There are four helper functions for this approach. Three are straightforward and their detailed descriptions are omitted for space. We provide a brief overview here. The GetFeedback() function simply measures and returns power and performance data. The *Set*() function is used to configure the resource. The BinarySearchResourceSettings() function simply does a binary search on the available configurations for a resource. Its goal is to find the highest performance setting that respects the power cap. The ordering function is the fourth helper and it is described below.

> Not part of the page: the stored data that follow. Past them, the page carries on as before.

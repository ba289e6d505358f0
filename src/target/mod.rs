//! Zielplattformen (Emulatoren) und ihre Mapping-Tabellen
//!
//! Jedes Ziel ist ein Modul mit denselben Funktionen; [`Target`] verteilt per
//! `match`, sodass ein fehlender Fall beim Kompilieren auffällt.

pub mod dolphin;
pub mod model2;
pub mod pcsx2;
pub mod retroarch;

use crate::controller::DeviceDescriptor;
use crate::mapping::encoder::{Encoded, NativeBinding};
use crate::mapping::hotkey::HotkeyAction;
use crate::mapping::identity::DeviceIdentity;
use crate::mapping::keyboard::{KeyNumbering, KeyToken};
use crate::mapping::mouse::GunButtonRoles;
use crate::mapping::profile::{MappingProfile, NativeToken, ReverseAxisTable};
use crate::mapping::sdl::HatMode;
use crate::mapping::BindingError;
use serde::{Deserialize, Serialize};
use strum::{Display, EnumIter, EnumString};

/// Unterstützte Ziele
#[derive(
    Debug, Clone, Copy, PartialEq, Eq, Hash, Serialize, Deserialize, Display, EnumIter, EnumString,
)]
#[serde(rename_all = "lowercase")]
#[strum(serialize_all = "lowercase")]
pub enum Target {
    Dolphin,
    RetroArch,
    Pcsx2,
    Model2,
}

/// Emulierte Peripherie
#[derive(
    Debug, Clone, Copy, PartialEq, Eq, Hash, Serialize, Deserialize, Display, EnumIter, EnumString,
)]
#[serde(rename_all = "snake_case")]
#[strum(serialize_all = "snake_case")]
pub enum PeripheralType {
    Gamepad,
    #[serde(rename = "gamecube", alias = "gc")]
    #[strum(to_string = "gamecube", serialize = "gc")]
    GameCube,
    #[serde(alias = "cc")]
    #[strum(to_string = "classic", serialize = "cc")]
    Classic,
    Wiimote,
    Nunchuk,
    Guitar,
    #[serde(rename = "lightgun", alias = "gun")]
    #[strum(to_string = "lightgun", serialize = "gun")]
    LightGun,
}

/// Syntax, in der ein Ziel Tastenkombinationen erwartet
#[derive(Debug, Clone, Copy, PartialEq, Eq)]
pub enum ChordSyntax {
    /// Ein Ausdruck mit UND/ODER, z.B. `` `Back`&`Button Y`|`F2` ``
    Expression { and: &'static str, or: &'static str },
    /// Pad-Kombination und Tastatur als getrennte Werte desselben Pfads
    Listed { and: &'static str },
    /// Eigener Eintrag für die Hotkey-Freigabe, pro Aktion nur die zweite Taste
    Split { enable: &'static str },
}

/// Alles, was ein Ziel über ein Gerät wissen muss
#[derive(Debug, Clone, Copy)]
pub struct DeviceContext<'a> {
    pub device: &'a DeviceDescriptor,
    pub identity: &'a DeviceIdentity,
    pub peripheral: PeripheralType,
}

impl DeviceContext<'_> {
    pub fn player(&self) -> u8 {
        self.device.player_index
    }
}

impl Target {
    /// Peripherie, die das Ziel ohne Angabe verwendet
    pub fn default_peripheral(self) -> PeripheralType {
        match self {
            Target::Dolphin => PeripheralType::GameCube,
            Target::RetroArch | Target::Pcsx2 | Target::Model2 => PeripheralType::Gamepad,
        }
    }

    /// Basisprofil für eine Peripherie
    pub fn profile(self, peripheral: PeripheralType) -> Result<MappingProfile, BindingError> {
        let profile = match self {
            Target::Dolphin => dolphin::profile(peripheral),
            Target::RetroArch => retroarch::profile(peripheral),
            Target::Pcsx2 => pcsx2::profile(peripheral),
            Target::Model2 => model2::profile(peripheral),
        };
        profile.ok_or_else(|| BindingError::UnsupportedPeripheral {
            target: self.to_string(),
            peripheral: peripheral.to_string(),
        })
    }

    pub fn reverse_axes(self, peripheral: PeripheralType) -> ReverseAxisTable {
        match self {
            Target::Dolphin => dolphin::reverse_axes(peripheral),
            Target::RetroArch => retroarch::reverse_axes(peripheral),
            Target::Pcsx2 => pcsx2::reverse_axes(peripheral),
            Target::Model2 => model2::reverse_axes(peripheral),
        }
    }

    pub fn key_numbering(self) -> KeyNumbering {
        match self {
            Target::Dolphin => KeyNumbering::DirectInputName,
            Target::RetroArch => KeyNumbering::RetroArchName,
            Target::Pcsx2 => KeyNumbering::QtName,
            Target::Model2 => KeyNumbering::DirectInput,
        }
    }

    pub fn hat_mode(self) -> HatMode {
        match self {
            Target::Model2 => HatMode::AsAxes,
            Target::Dolphin | Target::RetroArch | Target::Pcsx2 => HatMode::Native,
        }
    }

    /// Maustasten für die Lightgun-Rollen
    pub fn gun_roles(self) -> GunButtonRoles {
        match self {
            Target::Pcsx2 => pcsx2::GUNCON_ROLES,
            Target::Dolphin | Target::RetroArch | Target::Model2 => GunButtonRoles::default(),
        }
    }

    /// Wert für ungebundene Eingaben; `None` heißt weglassen
    pub fn unbound_token(self) -> Option<&'static str> {
        match self {
            Target::RetroArch => Some(retroarch::UNBOUND),
            Target::Model2 => Some(model2::UNBOUND),
            Target::Dolphin | Target::Pcsx2 => None,
        }
    }

    /// Kopfzeilen pro Gerät (Gerätename, Typ, Index)
    pub fn device_entries(self, ctx: &DeviceContext<'_>) -> Vec<(String, String)> {
        match self {
            Target::Dolphin => dolphin::device_entries(ctx),
            Target::RetroArch => retroarch::device_entries(ctx),
            Target::Pcsx2 => pcsx2::device_entries(ctx),
            Target::Model2 => model2::device_entries(ctx),
        }
    }

    /// Voller Pfad und Wert für einen Profileintrag
    pub fn entry(
        self,
        ctx: &DeviceContext<'_>,
        token: &NativeToken,
        encoded: &Encoded,
    ) -> Option<(String, String)> {
        let path = self.path(ctx, token, encoded.bound());
        match encoded {
            Encoded::Bound(binding) => Some((path, self.format_binding(ctx, binding)?)),
            Encoded::Unbound => self.unbound_token().map(|t| (path, t.to_string())),
        }
    }

    pub fn path(
        self,
        ctx: &DeviceContext<'_>,
        token: &NativeToken,
        binding: Option<&NativeBinding>,
    ) -> String {
        match self {
            Target::Dolphin => dolphin::path(ctx, token),
            Target::RetroArch => retroarch::path(ctx.player(), token.as_str(), binding),
            Target::Pcsx2 => pcsx2::path(ctx, token),
            Target::Model2 => model2::path(ctx, token),
        }
    }

    /// Native Darstellung eines Bindings; `None`, wenn das Ziel es nicht ausdrücken kann
    pub fn format_binding(
        self,
        ctx: &DeviceContext<'_>,
        binding: &NativeBinding,
    ) -> Option<String> {
        match self {
            Target::Dolphin => dolphin::format_binding(binding),
            Target::RetroArch => retroarch::format_binding(binding),
            Target::Pcsx2 => pcsx2::format_binding(ctx, binding),
            Target::Model2 => model2::format_binding(ctx, binding),
        }
    }

    /// Tastatur-Fallback eines Hotkeys
    pub fn format_key(self, key: KeyToken) -> String {
        match self {
            Target::Dolphin => dolphin::format_keyboard_fallback(key),
            Target::RetroArch => key.to_string(),
            Target::Pcsx2 => format!("Keyboard/{}", key),
            Target::Model2 => format!("0x{:04X}", model2::key_code(key)),
        }
    }

    /// `None` für Ziele ohne Hotkeys
    pub fn chord_syntax(self) -> Option<ChordSyntax> {
        match self {
            Target::Dolphin => Some(ChordSyntax::Expression { and: "&", or: "|" }),
            Target::RetroArch => Some(ChordSyntax::Split {
                enable: "input_enable_hotkey",
            }),
            Target::Pcsx2 => Some(ChordSyntax::Listed { and: " & " }),
            Target::Model2 => None,
        }
    }

    /// Kopfzeilen des Hotkey-Blocks
    pub fn hotkey_entries(self, ctx: &DeviceContext<'_>) -> Vec<(String, String)> {
        match self {
            Target::Dolphin => dolphin::hotkey_entries(ctx),
            Target::RetroArch | Target::Pcsx2 | Target::Model2 => Vec::new(),
        }
    }

    /// Pfad eines Hotkey-Eintrags, der vom gebundenen Eingabetyp abhängt
    pub fn hotkey_binding_path(self, base: &str, binding: Option<&NativeBinding>) -> String {
        match self {
            Target::RetroArch => retroarch::suffixed(base, binding),
            Target::Dolphin | Target::Pcsx2 | Target::Model2 => base.to_string(),
        }
    }

    /// Pfad einer Hotkey-Aktion; `None`, wenn das Ziel sie nicht kennt
    pub fn hotkey_path(self, action: HotkeyAction) -> Option<&'static str> {
        match self {
            Target::Dolphin => dolphin::hotkey_path(action),
            Target::RetroArch => retroarch::hotkey_path(action),
            Target::Pcsx2 => pcsx2::hotkey_path(action),
            Target::Model2 => None,
        }
    }
}

#[cfg(test)]
mod tests {
    use super::*;
    use std::str::FromStr;
    use strum::IntoEnumIterator;

    #[test]
    fn every_target_supports_its_default_peripheral() {
        for target in Target::iter() {
            let profile = target.profile(target.default_peripheral());
            assert!(profile.is_ok(), "{target} lacks its default profile");
        }
    }

    #[test]
    fn unsupported_combination_is_an_error() {
        assert!(matches!(
            Target::Model2.profile(PeripheralType::Guitar),
            Err(BindingError::UnsupportedPeripheral { .. })
        ));
    }

    #[test]
    fn peripheral_aliases_parse() {
        assert_eq!(PeripheralType::from_str("cc").ok(), Some(PeripheralType::Classic));
        assert_eq!(
            PeripheralType::from_str("classic").ok(),
            Some(PeripheralType::Classic)
        );
        assert_eq!(PeripheralType::from_str("gun").ok(), Some(PeripheralType::LightGun));
        assert_eq!(Target::from_str("retroarch").ok(), Some(Target::RetroArch));
    }

    #[test]
    fn hotkey_paths_exist_only_with_a_chord_syntax() {
        for target in Target::iter() {
            let paths = HotkeyAction::iter()
                .filter(|action| target.hotkey_path(*action).is_some())
                .count();
            assert_eq!(
                target.chord_syntax().is_some(),
                paths > 0,
                "{target}: {paths} hotkey paths"
            );
        }
        assert_eq!(Target::Model2.chord_syntax(), None);
    }

    #[test]
    fn every_reverse_pair_points_into_the_profile() {
        for target in Target::iter() {
            for peripheral in PeripheralType::iter() {
                let Ok(profile) = target.profile(peripheral) else {
                    continue;
                };
                let reverse = target.reverse_axes(peripheral);
                for (input, tokens) in profile.iter() {
                    for token in tokens {
                        if let Some(negative) = reverse.negative_of(token.as_str()) {
                            let paired = profile.input_for(negative);
                            assert_eq!(
                                paired,
                                input.opposite(),
                                "{target}/{peripheral}: {token} pairs with {negative}"
                            );
                        }
                    }
                }
            }
        }
    }
}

The ordering function is essential to Algorithm 1. The software approach establishes the ordering based on the potential impact of each resource. Higher impact resources appear earlier than lower impact resources in the order. Algorithm 2 shows the algorithm used for establishing this order. The general idea is to allocate power first to higher impact resources. We evaluate impact of each resource by the performance improvement that each resource can deliver when activated individually. The one exception is DVFS, which is used at the end to fine-tune power within the cap. To determine impact, we calibrate the system using a well-understood, embarrassingly parallel application. The detailed process for establishing the order is shown in Algorithm 2.

| Algorithm 2 Ordering Resources in Calibration.           |                                   |
|----------------------------------------------------------|-----------------------------------|
| <b>Require:</b> Set of resources <i>R</i> excluding DVFS |                                   |
| Require: a calibration benchmark without inter-threa     | ad communication                  |
| Put system in minimal resource configuration             |                                   |
| $U \leftarrow R$                                         | ▷ the set of disordered resources |
| while $U \neq \emptyset$ do                              | ▷ While disordered resources      |
| $r \leftarrow RemoveNext(U)$                             | ▷ next resource in random order   |
| set <i>r</i> to highest setting                          |                                   |
| wait <i>r.d</i> time units                               | Account for resource delay        |
| $perf_r \leftarrow GetFeedback()$                        |                                   |
| return r to lowest setting                               |                                   |
| add r to O                                               |                                   |
| end while                                                |                                   |
| Sort $r$ in $O$ by $perf_r$                              |                                   |
| Add DVFS to the last in O return O                       | ▷ The set of ordered resources    |

#### 3.1.3 Act

In the act phase, the software implements the resource allocation proposed by the decision phase. For example, if the decision phase decides to test a resource, the act phase is responsible for actually assigning that resource to the active applications. To implement the act phase, the software requires two pieces of external information. The first is a timing information about how long to expect from when the resource is allocated to when its effects can be observed. This information is required so that the software does not take a new observation before the resources have actually had an effect. The second piece of information is a function that implements the resource allocation. As most resources are allocated in system-specific ways, this function is necessary to maintain the generality of the approach and let it work on multiple systems.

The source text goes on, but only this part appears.